Nelle strutture di produzione, il “budget termico” rappresenta un limite che non si può superare. Dopo l’impiantazione dei materiali utilizzati nella produzione dei dispositivi, è necessario raggiungere la temperatura di attivazione con una distribuzione precisa delle temperature stesse. Se ci si sbaglia, la resistenza elettrica del materiale cambia, e di conseguenza anche la qualità dei dispositivi prodotti diminuisce.
I metodi tradizionali di riscaldamento comportano delle perdite di efficienza e dei ritardi nel processo di produzione. Il “finestra di operabilità” del processo si restringe rapidamente.

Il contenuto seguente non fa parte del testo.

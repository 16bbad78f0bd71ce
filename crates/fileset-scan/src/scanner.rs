//! JWalk-based directory scanner.

use std::borrow::Cow;
use std::fs;
use std::io;
use std::path::{Path, PathBuf};
use std::sync::atomic::{AtomicU64, Ordering};
use std::sync::Arc;
use std::time::{Instant, SystemTime};

use jwalk::{Parallelism, WalkDir};
use tokio::sync::broadcast;
use tracing::{debug, trace};

use fileset_core::{
    EntryKind, PathModel, PatternSet, ScanConfig, ScanError, ScanResult, ScanStats, ScanWarning,
};
use fileset_select::{FileSelector, SelectorChain, build_chain};

use crate::progress::{ProgressTracker, ScanProgress};
use crate::visited::VisitedDirs;

/// Files between two progress updates.
const PROGRESS_INTERVAL: u64 = 1000;

/// Lifecycle of a [`DirectoryScanner`].
#[derive(Debug, Clone, Copy, PartialEq, Eq, Default)]
pub enum ScanState {
    /// No scan has run yet.
    #[default]
    Idle,
    /// A scan is in progress.
    Scanning,
    /// The last scan completed.
    Done,
    /// The last scan returned an error.
    Failed,
}

/// Scanner that collects the files and directories of a tree that match a
/// [`ScanConfig`].
///
/// Relative paths in the result are joined with the separator of the
/// scanner's [`PathModel`].
#[derive(Debug)]
pub struct DirectoryScanner {
    paths: PathModel,
    selectors: Vec<Arc<dyn FileSelector>>,
    state: ScanState,
    progress_tx: broadcast::Sender<ScanProgress>,
}

impl DirectoryScanner {
    /// Create a scanner using `paths` for pattern and path syntax.
    pub fn new(paths: PathModel) -> Self {
        let (progress_tx, _) = broadcast::channel(100);
        Self {
            paths,
            selectors: Vec::new(),
            state: ScanState::Idle,
            progress_tx,
        }
    }

    /// Create a scanner for the host platform.
    pub fn native() -> io::Result<Self> {
        Ok(Self::new(PathModel::native()?))
    }

    pub fn paths(&self) -> &PathModel {
        &self.paths
    }

    pub fn state(&self) -> ScanState {
        self.state
    }

    /// Attach a selector applied in addition to the configured ones.
    pub fn add_selector(&mut self, selector: impl FileSelector + 'static) {
        self.selectors.push(Arc::new(selector));
    }

    /// Subscribe to scan progress updates.
    pub fn subscribe(&self) -> broadcast::Receiver<ScanProgress> {
        self.progress_tx.subscribe()
    }

    /// Scan `config.base_dir`.
    pub fn scan(&mut self, config: &ScanConfig) -> Result<ScanResult, ScanError> {
        self.state = ScanState::Scanning;
        let result = self.run(config);
        self.state = match &result {
            Ok(_) => ScanState::Done,
            Err(e) => {
                debug!(error = %e, "Scan failed");
                ScanState::Failed
            }
        };
        result
    }

    fn run(&self, config: &ScanConfig) -> Result<ScanResult, ScanError> {
        let start = Instant::now();

        config.validate()?;
        let family = Arc::clone(self.paths.family());
        let mut chain = build_chain(&config.selectors, &family)?;
        chain.extend(
            self.selectors
                .iter()
                .map(|s| Box::new(Arc::clone(s)) as Box<dyn FileSelector>),
        );
        let patterns = config.pattern_set(family);

        let metadata = match fs::metadata(&config.base_dir) {
            Ok(m) => m,
            Err(e) if e.kind() == io::ErrorKind::NotFound => {
                if config.error_on_missing_dir {
                    return Err(ScanError::BaseDirMissing {
                        path: config.base_dir.clone(),
                    });
                }
                debug!(base = %config.base_dir.display(), "Base directory missing, nothing to scan");
                return Ok(ScanResult::empty(&config.base_dir));
            }
            Err(e) => return Err(ScanError::io(&config.base_dir, e)),
        };
        if !metadata.is_dir() {
            return Err(ScanError::NotADirectory {
                path: config.base_dir.clone(),
            });
        }

        let root = config
            .base_dir
            .canonicalize()
            .map_err(|e| ScanError::io(&config.base_dir, e))?;

        chain.scan_started(&root)?;
        let mut result = self.walk(config, &root, &patterns, &chain)?;
        result.warnings.extend(chain.take_warnings());
        chain.scan_finished()?;

        result.base_dir = config.base_dir.clone();
        result.scanned_at = SystemTime::now();
        result.scan_duration = start.elapsed();

        debug!(
            base = %root.display(),
            files = result.included_files.len(),
            dirs = result.included_dirs.len(),
            warnings = result.warnings.len(),
            "Scan finished"
        );
        Ok(result)
    }

    fn walk(
        &self,
        config: &ScanConfig,
        root: &Path,
        patterns: &PatternSet,
        selectors: &SelectorChain,
    ) -> Result<ScanResult, ScanError> {
        let separator = self.paths.separator();
        let visited = config.follow_symlinks.then(|| Arc::new(VisitedDirs::new()));
        let pruned = Arc::new(AtomicU64::new(0));

        let walker = {
            let root = root.to_path_buf();
            let patterns = patterns.clone();
            let visited = visited.clone();
            let pruned = Arc::clone(&pruned);

            WalkDir::new(&root)
                .parallelism(Parallelism::Serial)
                .sort(true)
                .skip_hidden(false)
                .follow_links(config.follow_symlinks)
                .min_depth(0)
                .process_read_dir(move |_depth, _dir, _state, children| {
                    for child in children.iter_mut().flatten() {
                        if child.read_children_path.is_none() {
                            continue;
                        }
                        let path = child.path();
                        let relative = relative_path(&root, &path, separator);
                        let tokens = patterns.tokenize(&relative);

                        if !patterns.could_match_below(&tokens) || patterns.contents_excluded(&tokens) {
                            trace!(dir = %relative, "Pruning directory");
                            child.read_children_path = None;
                            pruned.fetch_add(1, Ordering::Relaxed);
                            continue;
                        }

                        // Only a link can lead back into its own branch.
                        if let Some(visited) = &visited {
                            if child.path_is_symlink() && visited.loops_back(&path, &root) {
                                debug!(link = %path.display(), "Link points into its own branch");
                                child.read_children_path = None;
                                visited.record_cycle(path);
                            }
                        }
                    }
                })
        };

        let mut result = ScanResult::empty(root);
        let mut stats = ScanStats::new();
        let mut tracker = ProgressTracker::new();

        for entry_result in walker {
            let entry = match entry_result {
                Ok(e) => e,
                Err(err) => {
                    let path = err.path().map(Path::to_path_buf).unwrap_or_else(|| root.to_path_buf());
                    if is_broken_symlink(&path) {
                        result.warnings.push(ScanWarning::broken_symlink(&path));
                        continue;
                    }
                    if err.loop_ancestor().is_some() {
                        result.warnings.push(ScanWarning::symlink_cycle(&path));
                        continue;
                    }
                    return Err(walk_error(path, &err));
                }
            };

            if let Some(err) = &entry.read_children_error {
                return Err(walk_error(entry.path(), err));
            }

            let path = entry.path();
            let depth = entry.depth() as u32;
            let file_type = entry.file_type();

            if entry.depth() == 0 {
                stats.record_dir(0);
                tracker.record_dir();
                if patterns.root_included() {
                    result.included_dirs.push(String::new());
                }
                continue;
            }

            let relative = relative_path(root, &path, separator);
            let tokens = patterns.tokenize(&relative);

            if entry.path_is_symlink() {
                stats.record_symlink();
            }

            if file_type.is_symlink() {
                // Only reached when links are not followed.
                let target_is_dir = path.is_dir();
                if !target_is_dir && is_broken_symlink(&path) {
                    result.warnings.push(ScanWarning::broken_symlink(&path));
                }
                let kind = if target_is_dir {
                    EntryKind::Directory
                } else {
                    EntryKind::File
                };
                let wanted = patterns.is_included(&tokens, kind)
                    || (target_is_dir
                        && patterns.could_match_below(&tokens)
                        && !patterns.contents_excluded(&tokens));
                if wanted && !patterns.is_excluded(&tokens, kind) {
                    trace!(link = %relative, "Symbolic link not followed");
                    result.not_followed_symlinks.push(relative);
                }
                continue;
            }

            if file_type.is_dir() {
                stats.record_dir(depth);
                tracker.record_dir();
                if patterns.keeps(&tokens, EntryKind::Directory) {
                    result.included_dirs.push(relative);
                }
            } else if file_type.is_file() {
                stats.record_file(depth);
                let mut included = false;
                if patterns.keeps(&tokens, EntryKind::File) {
                    if selectors.is_selected(root, &relative, &path) {
                        if let Ok(metadata) = entry.metadata() {
                            stats.included_size += metadata.len();
                        }
                        result.included_files.push(relative);
                        included = true;
                    } else {
                        trace!(file = %relative, "Deselected");
                        result.deselected_files.push(relative);
                    }
                }

                let count = tracker.record_file(included);
                if count % PROGRESS_INTERVAL == 0 {
                    tracker.set_current_path(path);
                    tracker.set_warnings(result.warnings.len());
                    let _ = self.progress_tx.send(tracker.snapshot(false));
                }
            }
        }

        if let Some(visited) = &visited {
            result
                .warnings
                .extend(visited.take_cycles().into_iter().map(ScanWarning::symlink_cycle));
        }

        stats.record_pruned(pruned.load(Ordering::Relaxed));
        result.stats = stats;

        tracker.set_warnings(result.warnings.len());
        let _ = self.progress_tx.send(tracker.snapshot(true));
        debug!(elapsed = ?tracker.elapsed(), "Walk complete");

        Ok(result)
    }
}

/// Relative path of `path` below `root`, joined with `separator`.
fn relative_path(root: &Path, path: &Path, separator: char) -> String {
    let Ok(rest) = path.strip_prefix(root) else {
        return path.to_string_lossy().into_owned();
    };
    let segments: Vec<Cow<'_, str>> = rest
        .components()
        .map(|c| c.as_os_str().to_string_lossy())
        .collect();
    segments.join(separator.encode_utf8(&mut [0; 4]))
}

fn is_broken_symlink(path: &Path) -> bool {
    fs::symlink_metadata(path).is_ok_and(|m| m.file_type().is_symlink()) && fs::metadata(path).is_err()
}

fn walk_error(path: PathBuf, err: &jwalk::Error) -> ScanError {
    match err.io_error().map(io::Error::kind) {
        Some(io::ErrorKind::PermissionDenied) => ScanError::PermissionDenied { path },
        _ => ScanError::walk(path, err.to_string()),
    }
}

#[cfg(test)]
mod tests {
    use super::*;
    use tempfile::TempDir;

    fn create_test_tree() -> TempDir {
        let temp = TempDir::new().unwrap();
        let root = temp.path();

        fs::create_dir_all(root.join("dir1/subdir")).unwrap();
        fs::create_dir(root.join("dir2")).unwrap();

        fs::write(root.join("file1.txt"), "hello").unwrap();
        fs::write(root.join("dir1/file2.txt"), "world world world").unwrap();
        fs::write(root.join("dir1/subdir/file3.txt"), "test").unwrap();
        fs::write(root.join("dir2/file4.rs"), "another file here").unwrap();

        temp
    }

    #[test]
    fn test_basic_scan() {
        let temp = create_test_tree();
        let mut scanner = DirectoryScanner::new(PathModel::unix("/"));
        assert_eq!(scanner.state(), ScanState::Idle);

        let result = scanner.scan(&ScanConfig::new(temp.path())).unwrap();

        assert_eq!(scanner.state(), ScanState::Done);
        assert_eq!(
            result.included_files,
            vec![
                "dir1/file2.txt",
                "dir1/subdir/file3.txt",
                "dir2/file4.rs",
                "file1.txt"
            ]
        );
        assert_eq!(result.included_dirs, vec!["", "dir1", "dir1/subdir", "dir2"]);
        assert_eq!(result.stats.files_seen, 4);
        assert_eq!(result.stats.dirs_seen, 4);
        assert_eq!(result.stats.max_depth, 3);
        assert_eq!(result.stats.included_size, 5 + 17 + 4 + 17);
    }

    #[test]
    fn test_include_prunes_other_directories() {
        let temp = create_test_tree();
        let config = ScanConfig::builder()
            .base_dir(temp.path())
            .includes(vec!["dir1/**/*.txt".to_string()])
            .build()
            .unwrap();

        let mut scanner = DirectoryScanner::new(PathModel::unix("/"));
        let result = scanner.scan(&config).unwrap();

        assert_eq!(
            result.included_files,
            vec!["dir1/file2.txt", "dir1/subdir/file3.txt"]
        );
        assert!(result.included_dirs.is_empty());
        assert_eq!(result.stats.dirs_pruned, 1);
    }

    #[test]
    fn test_relative_path_uses_family_separator() {
        let root = Path::new("/base");
        assert_eq!(relative_path(root, Path::new("/base/a/b"), '\\'), "a\\b");
        assert_eq!(relative_path(root, Path::new("/base"), '/'), "");
    }

    #[test]
    fn test_not_a_directory() {
        let temp = create_test_tree();
        let mut scanner = DirectoryScanner::new(PathModel::unix("/"));
        let err = scanner
            .scan(&ScanConfig::new(temp.path().join("file1.txt")))
            .unwrap_err();

        assert!(matches!(err, ScanError::NotADirectory { .. }));
        assert_eq!(scanner.state(), ScanState::Failed);
    }
}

Ciò che è importante realmente
Abbiamo progettato il sistema di attivazione dei materiali utilizzando emettitori a raggi infrarossi a lunghezza d’onda corta, insieme a un sistema termico basato sul quarzo. L’energia viene trasferita direttamente sul wafer, in modo rapido e preciso. Su un wafer di dimensioni 300 mm, riusciamo a mantenere un livello di uniformità della temperatura entro ±0,1°C, con profili di riscaldamento ripetibili. Questo permette di mantenere costanti le condizioni termiche durante tutti i passaggi del processo di produzione.
Le camere pulite di classe 1–100 sono fondamentali per garantire bassa emissione di gas, interfacce sigillate e assenza di particelle durante i processi di litografia ed etching. Il sistema funziona 24/7 senza interruzioni, e l’architettura di controllo permette di mantenere la temperatura di riscaldamento entro ±0,2°C, così da proteggere le dimensioni critiche dei dispositivi.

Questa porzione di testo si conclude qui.